ABSTRACT

Creative, knowledge, entrepreneurial and world cities are all manifestations of a desire to internationalise, to attract capital and tourism and to capitalise on the kudos associated with events such as Olympics and World Expos. However, despite the fashionable buzz now associated with urban re-branding, China can claim a long tradition of creative cities. As I discussed in Chapter 3, over the past 2,000 years Chinese capital cities have nurtured markets in which diverse cultural commodities were exchanged. In the Tang and Song dynasties China was in a real sense the ‘middle nation’, drawing travellers and merchants to its inland capitals. The Silk Road from Samarkand (today’s eastern Uzbekistan) to Chang’an (today’s Xian) had been operating for several centuries since the Han dynasty. New habits of conspicuous consumption emerged, artists became entrepreneurs, travelling troupes came and went, and new forms of culture were incubated. From the Tang onwards, the Chang’an, Luoyang, Kaifeng, Hangzhou, and Beijing were commercial and political centres. During the first few decades of the twentieth century large Chinese port cities became cultural capitals.
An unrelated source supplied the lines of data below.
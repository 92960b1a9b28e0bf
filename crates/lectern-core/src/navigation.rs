//! Click classification for the viewer page.
//!
//! Every click is classified exactly once by [`route_click`], so a resource
//! link nested inside a card is handled as that link and the card never sees
//! the same click.

use crate::config::{Labels, Selectors};
use crate::present::KIND_RECORDING;
use crate::ui::UiTree;

/// What a click on the page should do.
#[derive(Debug, Clone, PartialEq, Eq)]
pub enum ClickRoute<N> {
    /// Select this lecture item.
    Lecture(N),
    /// Load this resource link (enabled or not) in the viewer.
    Resource(N),
    /// A click elsewhere inside a card, proxied to the card's first enabled link.
    Card { card: N, link: Option<N> },
    /// Not ours; default browser handling applies.
    PassThrough,
}

/// Classify a click by the nearest meaningful ancestor of `target`.
///
/// Precedence: resource link, then card, then lecture item inside the lecture
/// list. A plain anchor inside a card keeps its own navigation.
pub fn route_click<T: UiTree>(tree: &T, selectors: &Selectors, target: &T::Node) -> ClickRoute<T::Node> {
    let resource = selectors.any_resource();

    if let Some(link) = tree.closest(target, &resource) {
        return ClickRoute::Resource(link);
    }

    if let Some(card) = tree.closest(target, &selectors.card) {
        let in_own_anchor = tree
            .closest(target, "a")
            .is_some_and(|anchor| tree.closest(&anchor, &selectors.card).as_ref() == Some(&card));
        if in_own_anchor {
            return ClickRoute::PassThrough;
        }
        let link = tree
            .find_all_within(&card, &resource)
            .into_iter()
            .find(|link| crate::present::is_enabled(tree, link));
        return ClickRoute::Card { card, link };
    }

    if let Some(item) = tree.closest(target, &selectors.lecture_item) {
        if tree.closest(&item, &selectors.lecture_list).is_some() {
            return ClickRoute::Lecture(item);
        }
    }

    ClickRoute::PassThrough
}

/// Kind of resource a link opens, for the viewer title.
#[derive(Debug, Clone, PartialEq, Eq)]
pub enum ResourceKind {
    Slides,
    /// A recording, with its visible label.
    Recording(String),
}

impl ResourceKind {
    /// Classify a resource link.
    ///
    /// The slide link and links marked `data-kind="slides"` are slides;
    /// everything else is treated as a recording.
    pub fn of<T: UiTree>(tree: &T, selectors: &Selectors, link: &T::Node) -> Self {
        let is_slide_link = tree.closest(link, &selectors.slide_link).as_ref() == Some(link);
        let kind = tree.attr(link, "data-kind");
        if is_slide_link || kind.as_deref() == Some("slides") {
            return Self::Slides;
        }
        let label = match kind.as_deref() {
            Some(KIND_RECORDING) | None => tree.text(link),
            Some(_) => tree.attr(link, "data-label").unwrap_or_else(|| tree.text(link)),
        };
        Self::Recording(label.trim().to_string())
    }

    /// Suffix shown after the lecture title.
    pub fn label(&self, labels: &Labels) -> String {
        match self {
            Self::Slides => labels.slides.clone(),
            Self::Recording(label) if !label.is_empty() => label.clone(),
            Self::Recording(_) => labels.recording.clone(),
        }
    }
}

#[cfg(test)]
mod tests {
    use super::*;
    use crate::config::SiteConfig;
    use crate::ui::{MemoryTree, NodeId};

    struct Page {
        tree: MemoryTree,
        item_title: NodeId,
        item: NodeId,
        stray_item: NodeId,
        slide_link: NodeId,
        card_body: NodeId,
        card: NodeId,
        card_link: NodeId,
        plain_anchor: NodeId,
        empty_card_body: NodeId,
    }

    fn page() -> Page {
        let tree = MemoryTree::new();
        let root = tree.root();
        let list = tree.add(root, "ul", &[("id", "lecture-list")]);
        let item = tree.add(list, "li", &[("class", "lecture-item")]);
        let item_title = tree.add_with_text(item, "span", &[("class", "lecture-title")], "Intro");
        let stray_item = tree.add(root, "li", &[("class", "lecture-item")]);

        let slide_link = tree.add_with_text(root, "a", &[("id", "slides-link"), ("href", "#")], "Slides");

        let card = tree.add(root, "div", &[("class", "resource-card")]);
        let card_body = tree.add_with_text(card, "p", &[], "Watch part 1");
        let card_link = tree.add_with_text(
            card,
            "a",
            &[("class", "resource-link"), ("href", "https://x/embed/1"), ("data-kind", "recording")],
            "Part 1",
        );
        let plain_anchor = tree.add_with_text(card, "a", &[("href", "notes.html")], "Notes");

        let empty_card = tree.add(root, "div", &[("class", "resource-card")]);
        let empty_card_body = tree.add_with_text(empty_card, "p", &[], "Nothing yet");
        tree.add_with_text(
            empty_card,
            "a",
            &[("class", "resource-link disabled"), ("href", "#")],
            "No recording posted",
        );

        Page {
            tree,
            item_title,
            item,
            stray_item,
            slide_link,
            card_body,
            card,
            card_link,
            plain_anchor,
            empty_card_body,
        }
    }

    #[test]
    fn test_route_lecture() {
        let p = page();
        let sel = SiteConfig::default().selectors;
        assert_eq!(route_click(&p.tree, &sel, &p.item_title), ClickRoute::Lecture(p.item));
    }

    #[test]
    fn test_route_lecture_outside_list_ignored() {
        let p = page();
        let sel = SiteConfig::default().selectors;
        assert_eq!(route_click(&p.tree, &sel, &p.stray_item), ClickRoute::PassThrough);
    }

    #[test]
    fn test_route_resource_links() {
        let p = page();
        let sel = SiteConfig::default().selectors;
        assert_eq!(route_click(&p.tree, &sel, &p.slide_link), ClickRoute::Resource(p.slide_link));
        assert_eq!(route_click(&p.tree, &sel, &p.card_link), ClickRoute::Resource(p.card_link));
    }

    #[test]
    fn test_route_card_proxies_first_enabled_link() {
        let p = page();
        let sel = SiteConfig::default().selectors;
        assert_eq!(
            route_click(&p.tree, &sel, &p.card_body),
            ClickRoute::Card {
                card: p.card,
                link: Some(p.card_link)
            }
        );
    }

    #[test]
    fn test_route_card_without_enabled_link() {
        let p = page();
        let sel = SiteConfig::default().selectors;
        assert!(matches!(
            route_click(&p.tree, &sel, &p.empty_card_body),
            ClickRoute::Card { link: None, .. }
        ));
    }

    #[test]
    fn test_route_plain_anchor_in_card_passes_through() {
        let p = page();
        let sel = SiteConfig::default().selectors;
        assert_eq!(route_click(&p.tree, &sel, &p.plain_anchor), ClickRoute::PassThrough);
    }

    #[test]
    fn test_resource_kind() {
        let p = page();
        let config = SiteConfig::default();
        let slides = ResourceKind::of(&p.tree, &config.selectors, &p.slide_link);
        assert_eq!(slides, ResourceKind::Slides);
        assert_eq!(slides.label(&config.labels), "Slides");

        let rec = ResourceKind::of(&p.tree, &config.selectors, &p.card_link);
        assert_eq!(rec, ResourceKind::Recording("Part 1".into()));
        assert_eq!(rec.label(&config.labels), "Part 1");
        assert_eq!(ResourceKind::Recording(String::new()).label(&config.labels), "Recording");
    }
}
//! Media directory loading for the CLI: local files or http(s) URLs.

use std::path::PathBuf;

use lectern_core::media::MediaFetcher;
use lectern_core::LecternError;
use reqwest::Client;

/// Where a media directory document lives.
#[derive(Debug, Clone, PartialEq, Eq)]
pub enum MediaSource {
    Url(String),
    File(PathBuf),
}

impl MediaSource {
    pub fn parse(location: &str) -> Self {
        if location.starts_with("http://") || location.starts_with("https://") {
            Self::Url(location.to_string())
        } else {
            Self::File(PathBuf::from(location))
        }
    }
}

/// [`MediaFetcher`] that reads files from disk and fetches URLs with `reqwest`.
pub struct CliFetcher {
    http: Client,
}

impl Default for CliFetcher {
    fn default() -> Self {
        Self::new()
    }
}

impl CliFetcher {
    pub fn new() -> Self {
        Self {
            http: Client::new(),
        }
    }

    async fn fetch_url(&self, url: &str) -> Result<String, LecternError> {
        tracing::debug!(url, "Fetching media directory");
        let resp = self
            .http
            .get(url)
            .header("Accept", "application/json")
            .send()
            .await
            .map_err(|e| LecternError::Fetch(e.to_string()))?;

        let status = resp.status();
        if !status.is_success() {
            tracing::warn!(url, status = status.as_u16(), "Media directory request failed");
            return Err(LecternError::Status {
                status: status.as_u16(),
                path: url.to_string(),
            });
        }

        resp.text()
            .await
            .map_err(|e| LecternError::Fetch(e.to_string()))
    }
}

impl MediaFetcher for CliFetcher {
    async fn fetch_text(&self, path: &str) -> Result<String, LecternError> {
        match MediaSource::parse(path) {
            MediaSource::Url(url) => self.fetch_url(&url).await,
            MediaSource::File(file) => {
                tracing::debug!(path = %file.display(), "Reading media directory");
                Ok(tokio::fs::read_to_string(&file).await?)
            }
        }
    }
}
//! Rendering of resource links into the page.

use crate::config::Labels;
use crate::media::Recording;
use crate::ui::UiTree;

/// `href` given to disabled links; clicking it never leaves the page.
pub const PLACEHOLDER_HREF: &str = "#";

/// Class marking a resource link as unavailable.
pub const DISABLED_CLASS: &str = "disabled";

/// Class carried by every clickable resource link.
pub const RESOURCE_LINK_CLASS: &str = "resource-link";

/// `data-kind` value on generated recording links.
pub const KIND_RECORDING: &str = "recording";

/// Show `node` as an enabled link to `href`, or as a disabled placeholder.
///
/// Applying the same arguments twice leaves the node in the same state.
pub fn present_link<T: UiTree>(tree: &T, node: &T::Node, href: Option<&str>, label: &str) {
    match href {
        Some(href) => {
            tree.set_class(node, DISABLED_CLASS, false);
            tree.remove_attr(node, "aria-disabled");
            tree.set_attr(node, "href", href);
        }
        None => {
            tree.set_class(node, DISABLED_CLASS, true);
            tree.set_attr(node, "aria-disabled", "true");
            tree.set_attr(node, "href", PLACEHOLDER_HREF);
        }
    }
    tree.set_text(node, label);
}

/// Whether a link currently points anywhere.
pub fn is_enabled<T: UiTree>(tree: &T, node: &T::Node) -> bool {
    if tree.has_class(node, DISABLED_CLASS) {
        return false;
    }
    tree.attr(node, "href")
        .is_some_and(|href| !href.is_empty() && href != PLACEHOLDER_HREF)
}

/// Fill `container` with one link per recording, or the "no recording" text.
pub fn render_recordings<T: UiTree>(
    tree: &T,
    container: &T::Node,
    recordings: &[Recording],
    labels: &Labels,
) {
    tree.clear_children(container);

    if recordings.is_empty() {
        tree.set_text(container, &labels.no_recording);
        return;
    }

    for (index, recording) in recordings.iter().enumerate() {
        if index > 0 {
            tree.append_text(container, &labels.separator);
        }
        let Some(link) = tree.append_element(container, "a") else {
            continue;
        };
        tree.set_class(&link, RESOURCE_LINK_CLASS, true);
        tree.set_attr(&link, "data-kind", KIND_RECORDING);
        let url = recording.embed_url();
        let href = (!url.is_empty()).then_some(url.as_str());
        present_link(tree, &link, href, &recording.display_label(index, &labels.recording));
    }
}

#[cfg(test)]
mod tests {
    use super::*;
    use crate::config::SiteConfig;
    use crate::ui::MemoryTree;

    fn link_tree() -> (MemoryTree, crate::ui::NodeId) {
        let tree = MemoryTree::new();
        let link = tree.add(tree.root(), "a", &[("id", "slides-link"), ("class", "resource-link")]);
        (tree, link)
    }

    #[test]
    fn test_enabled_link() {
        let (tree, link) = link_tree();
        present_link(&tree, &link, Some("slides/lec01.pdf"), "Slides");
        assert_eq!(tree.attr(&link, "href").as_deref(), Some("slides/lec01.pdf"));
        assert_eq!(tree.text(&link), "Slides");
        assert!(is_enabled(&tree, &link));
        assert_eq!(tree.attr(&link, "aria-disabled"), None);
    }

    #[test]
    fn test_disabled_link() {
        let (tree, link) = link_tree();
        present_link(&tree, &link, None, "No slides posted");
        assert_eq!(tree.attr(&link, "href").as_deref(), Some("#"));
        assert_eq!(tree.text(&link), "No slides posted");
        assert!(tree.has_class(&link, "disabled"));
        assert_eq!(tree.attr(&link, "aria-disabled").as_deref(), Some("true"));
        assert!(!is_enabled(&tree, &link));
    }

    #[test]
    fn test_idempotent() {
        for href in [Some("slides/lec01.pdf"), None] {
            let (tree, link) = link_tree();
            present_link(&tree, &link, href, "Label");
            let first = tree.outer_html(link);
            present_link(&tree, &link, href, "Label");
            assert_eq!(tree.outer_html(link), first);
        }
    }

    #[test]
    fn test_reenable_after_disable() {
        let (tree, link) = link_tree();
        present_link(&tree, &link, None, "No slides posted");
        present_link(&tree, &link, Some("s.pdf"), "Slides");
        assert!(is_enabled(&tree, &link));
        assert!(tree.has_class(&link, "resource-link"));
    }

    #[test]
    fn test_render_no_recordings() {
        let labels = SiteConfig::default().labels;
        let tree = MemoryTree::new();
        let container = tree.add(tree.root(), "div", &[("id", "recording-links")]);
        tree.add_with_text(container, "a", &[], "stale");
        render_recordings(&tree, &container, &[], &labels);
        assert_eq!(tree.text(&container), "No recording posted");
        assert!(tree.element_children(container).is_empty());
    }

    #[test]
    fn test_render_recordings() {
        let labels = SiteConfig::default().labels;
        let tree = MemoryTree::new();
        let container = tree.add(tree.root(), "div", &[("id", "recording-links")]);
        let recordings = vec![
            Recording {
                url: "https://youtu.be/abc123".into(),
                label: Some("Part 1".into()),
            },
            Recording {
                url: "https://media.example.edu/lec03b.mp4".into(),
                label: None,
            },
        ];
        render_recordings(&tree, &container, &recordings, &labels);

        let links = tree.element_children(container);
        assert_eq!(links.len(), 2);
        assert_eq!(
            tree.attr(&links[0], "href").as_deref(),
            Some("https://www.youtube.com/embed/abc123?rel=0")
        );
        assert_eq!(tree.text(&links[0]), "Part 1");
        assert_eq!(tree.text(&links[1]), "Recording 2");
        assert_eq!(tree.attr(&links[1], "data-kind").as_deref(), Some("recording"));
        assert_eq!(tree.text(&container), "Part 1 · Recording 2");
    }

    #[test]
    fn test_render_recording_with_blank_url_is_disabled() {
        let labels = SiteConfig::default().labels;
        let tree = MemoryTree::new();
        let container = tree.add(tree.root(), "div", &[]);
        let recordings = vec![Recording {
            url: String::new(),
            label: None,
        }];
        render_recordings(&tree, &container, &recordings, &labels);
        let links = tree.element_children(container);
        assert!(!is_enabled(&tree, &links[0]));
    }
}
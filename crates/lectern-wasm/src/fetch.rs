use lectern_core::media::MediaFetcher;
use lectern_core::LecternError;
use wasm_bindgen::{JsCast, JsValue};
use wasm_bindgen_futures::JsFuture;
use web_sys::{Response, Window};

/// Fetches the media directory with `window.fetch`, relative to the page URL.
pub struct BrowserFetcher {
    window: Window,
}

impl BrowserFetcher {
    pub fn new(window: Window) -> Self {
        Self { window }
    }
}

fn js_err(err: JsValue) -> LecternError {
    LecternError::Fetch(err.as_string().unwrap_or_else(|| "unknown js error".into()))
}

impl MediaFetcher for BrowserFetcher {
    async fn fetch_text(&self, path: &str) -> Result<String, LecternError> {
        tracing::debug!(path, "Fetching media directory");
        let value = JsFuture::from(self.window.fetch_with_str(path))
            .await
            .map_err(js_err)?;
        let resp: Response = value.dyn_into().map_err(js_err)?;

        if !resp.ok() {
            return Err(LecternError::Status {
                status: resp.status(),
                path: path.to_string(),
            });
        }

        let body = JsFuture::from(resp.text().map_err(js_err)?)
            .await
            .map_err(js_err)?;
        body.as_string()
            .ok_or_else(|| LecternError::Fetch("response body is not text".into()))
    }
}
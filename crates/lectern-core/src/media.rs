//! Per-lecture slides and recordings, loaded once from a JSON document.
//!
//! The document is an object keyed by [`LectureKey`]:
//!
//! ```json
//! { "lec03": { "slide": "https://…", "slide_local": "slides/lec03.pdf",
//!              "recordings": [{ "url": "https://youtu.be/abc123", "label": "Part 1" }] } }
//! ```

use std::collections::HashMap;
use std::fmt;
use std::future::Future;

use serde::{Deserialize, Deserializer, Serialize};
use serde_json::{Map, Value};

use crate::embed;
use crate::error::LecternError;
use crate::lecture::LectureKey;

/// One recording of a lecture.
#[derive(Debug, Clone, PartialEq, Eq, Serialize, Deserialize)]
pub struct Recording {
    #[serde(default, deserialize_with = "null_as_default")]
    pub url: String,
    #[serde(default)]
    pub label: Option<String>,
}

impl Recording {
    /// Visible label, or `"{fallback} {n}"` with a 1-based position.
    pub fn display_label(&self, index: usize, fallback: &str) -> String {
        match self.label.as_deref().map(str::trim) {
            Some(label) if !label.is_empty() => label.to_string(),
            _ => format!("{fallback} {}", index + 1),
        }
    }

    /// Recording URL rewritten for the embedded viewer.
    pub fn embed_url(&self) -> String {
        embed::to_embed_url(&self.url)
    }
}

/// Slides and recordings for one lecture. All fields are optional in the document.
#[derive(Debug, Clone, Default, PartialEq, Eq, Serialize, Deserialize)]
pub struct MediaRecord {
    #[serde(default)]
    pub slide: Option<String>,
    #[serde(default)]
    pub slide_local: Option<String>,
    #[serde(default, deserialize_with = "null_as_default")]
    pub recordings: Vec<Recording>,
}

/// `null` in the document reads the same as a missing field.
fn null_as_default<'de, D, T>(deserializer: D) -> Result<T, D::Error>
where
    D: Deserializer<'de>,
    T: Default + Deserialize<'de>,
{
    Ok(Option::<T>::deserialize(deserializer)?.unwrap_or_default())
}

static EMPTY_RECORD: MediaRecord = MediaRecord {
    slide: None,
    slide_local: None,
    recordings: Vec::new(),
};

impl MediaRecord {
    /// Slide href for the viewer: the local copy when present, else the remote URL.
    pub fn slide_href(&self) -> Option<&str> {
        [self.slide_local.as_deref(), self.slide.as_deref()]
            .into_iter()
            .flatten()
            .map(str::trim)
            .find(|s| !s.is_empty())
    }

    pub fn is_empty(&self) -> bool {
        self.slide_href().is_none() && self.recordings.is_empty()
    }
}

/// Mapping from lecture key to its media.
///
/// Entries that don't have the shape of a [`MediaRecord`] are left out and
/// kept aside as [`SkippedEntry`] so [`lint`](MediaDirectory::lint) can name them.
#[derive(Debug, Clone, Default, PartialEq, Eq)]
pub struct MediaDirectory {
    records: HashMap<LectureKey, MediaRecord>,
    skipped: Vec<SkippedEntry>,
}

/// A top-level entry that could not be read as a [`MediaRecord`].
#[derive(Debug, Clone, PartialEq, Eq)]
pub struct SkippedEntry {
    pub key: LectureKey,
    pub reason: String,
}

impl MediaDirectory {
    pub fn new() -> Self {
        Self::default()
    }

    /// Parse a media directory document.
    ///
    /// Only a body that isn't a JSON object is an error. Each entry is read on
    /// its own; one that fails is skipped with a warning and the rest still load.
    pub fn from_json(body: &str) -> Result<Self, LecternError> {
        let entries: Map<String, Value> = serde_json::from_str(body)?;
        let mut directory = Self::new();
        for (key, value) in entries {
            let key = LectureKey::new(key);
            match serde_json::from_value::<MediaRecord>(value) {
                Ok(record) => directory.insert(key, record),
                Err(e) => {
                    tracing::warn!(key = %key, error = %e, "Skipping malformed media entry");
                    directory.skipped.push(SkippedEntry {
                        key,
                        reason: e.to_string(),
                    });
                }
            }
        }
        Ok(directory)
    }

    pub fn insert(&mut self, key: LectureKey, record: MediaRecord) {
        self.records.insert(key, record);
    }

    /// Entries left out by [`from_json`](Self::from_json).
    pub fn skipped(&self) -> &[SkippedEntry] {
        &self.skipped
    }

    /// Media for `key`; an empty record when the key is absent.
    pub fn lookup(&self, key: &LectureKey) -> &MediaRecord {
        self.records.get(key).unwrap_or(&EMPTY_RECORD)
    }

    pub fn len(&self) -> usize {
        self.records.len()
    }

    pub fn is_empty(&self) -> bool {
        self.records.is_empty()
    }

    /// Entries sorted by key, for stable reporting.
    pub fn entries(&self) -> Vec<(&LectureKey, &MediaRecord)> {
        let mut entries: Vec<_> = self.records.iter().collect();
        entries.sort_by(|a, b| a.0.cmp(b.0));
        entries
    }

    /// Problems that would make a lecture show placeholders or a broken player.
    pub fn lint(&self) -> Vec<MediaIssue> {
        let mut issues: Vec<MediaIssue> = self
            .skipped
            .iter()
            .map(|entry| {
                MediaIssue::new(
                    &entry.key,
                    IssueKind::Malformed {
                        reason: entry.reason.clone(),
                    },
                )
            })
            .collect();
        for (key, record) in self.entries() {
            if !key.is_derivable() {
                issues.push(MediaIssue::new(key, IssueKind::UnreachableKey));
            }
            if record.is_empty() {
                issues.push(MediaIssue::new(key, IssueKind::EmptyRecord));
            }
            for (index, recording) in record.recordings.iter().enumerate() {
                let url = recording.url.trim();
                if url.is_empty() {
                    issues.push(MediaIssue::new(key, IssueKind::EmptyRecordingUrl { index }));
                } else if embed::is_youtube_url(url) && embed::video_id(url).is_none() {
                    issues.push(MediaIssue::new(key, IssueKind::MissingVideoId { index }));
                }
            }
        }
        issues.sort_by(|a, b| a.key.cmp(&b.key));
        issues
    }
}

/// A single finding from [`MediaDirectory::lint`].
#[derive(Debug, Clone, PartialEq, Eq)]
pub struct MediaIssue {
    pub key: LectureKey,
    pub kind: IssueKind,
}

impl MediaIssue {
    fn new(key: &LectureKey, kind: IssueKind) -> Self {
        Self {
            key: key.clone(),
            kind,
        }
    }
}

#[derive(Debug, Clone, PartialEq, Eq)]
pub enum IssueKind {
    /// Entry is not a media record and was skipped.
    Malformed { reason: String },
    /// No lecture page path can produce this key.
    UnreachableKey,
    /// Neither slides nor recordings.
    EmptyRecord,
    /// Recording at `index` has a blank URL.
    EmptyRecordingUrl { index: usize },
    /// YouTube URL at `index` from which no video id can be extracted.
    MissingVideoId { index: usize },
}

impl fmt::Display for MediaIssue {
    fn fmt(&self, f: &mut fmt::Formatter<'_>) -> fmt::Result {
        match &self.kind {
            IssueKind::Malformed { reason } => write!(f, "{}: entry skipped ({reason})", self.key),
            IssueKind::UnreachableKey => {
                write!(f, "{}: key cannot be derived from any lecture page path", self.key)
            }
            IssueKind::EmptyRecord => write!(f, "{}: no slides or recordings", self.key),
            IssueKind::EmptyRecordingUrl { index } => {
                write!(f, "{}: recording {} has an empty url", self.key, index + 1)
            }
            IssueKind::MissingVideoId { index } => {
                write!(f, "{}: recording {} is a YouTube url without a video id", self.key, index + 1)
            }
        }
    }
}

/// Source of the raw media directory document.
///
/// Implementations must return an error for transport failures and for
/// non-success statuses.
pub trait MediaFetcher {
    fn fetch_text(&self, path: &str) -> impl Future<Output = Result<String, LecternError>>;
}

/// Fetch and parse the media directory, propagating every failure.
pub async fn fetch_directory<F: MediaFetcher>(
    fetcher: &F,
    path: &str,
) -> Result<MediaDirectory, LecternError> {
    let body = fetcher.fetch_text(path).await?;
    MediaDirectory::from_json(&body)
}

/// Fetch the media directory, degrading to an empty one on any failure.
pub async fn load_directory<F: MediaFetcher>(fetcher: &F, path: &str) -> MediaDirectory {
    match fetch_directory(fetcher, path).await {
        Ok(directory) => {
            tracing::debug!(path, lectures = directory.len(), "Media directory loaded");
            directory
        }
        Err(e) => {
            tracing::warn!(path, error = %e, "Media directory unavailable, showing placeholders");
            MediaDirectory::new()
        }
    }
}
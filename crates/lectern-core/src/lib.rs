//! Lecture viewer logic for the course site, independent of any browser API.
//!
//! The browser build (`lectern-wasm`) and the staff CLI (`lectern-cli`) both
//! drive the same [`viewer::LectureViewer`] through the [`ui::UiTree`] seam.

pub mod announcements;
pub mod config;
pub mod embed;
pub mod error;
pub mod lecture;
pub mod media;
pub mod navigation;
pub mod present;
pub mod ui;
pub mod viewer;

pub use config::SiteConfig;
pub use error::LecternError;
pub use lecture::{lecture_key, LectureKey};
pub use media::{MediaDirectory, MediaRecord, Recording};
pub use viewer::{EventOutcome, LectureViewer, ViewerEvent, ViewerState};
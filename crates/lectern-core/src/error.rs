use thiserror::Error;

#[derive(Debug, Error)]
pub enum LecternError {
    #[error("config error: {0}")]
    Config(String),

    #[error("fetch failed: {0}")]
    Fetch(String),

    #[error("unexpected status {status} fetching {path}")]
    Status { status: u16, path: String },

    #[error("parse error: {0}")]
    Parse(#[from] serde_json::Error),

    #[error("IO error: {0}")]
    Io(#[from] std::io::Error),
}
In the 1930s and 1940s, Shanghai was widely acknowledged as the ‘Paris of the East’. It was brash, crowded, fashionable and decadent, a point not lost on the Communist revolutionaries under the leadership of Mao Zedong who condemned the bourgeois culture fermenting in the big coastal cities. By the 1950s, Hong Kong had taken much of the talent from Shanghai. It is to Hong Kong that I therefore turn as a way of illustrating how the discourse of creativity was reincarnated in China.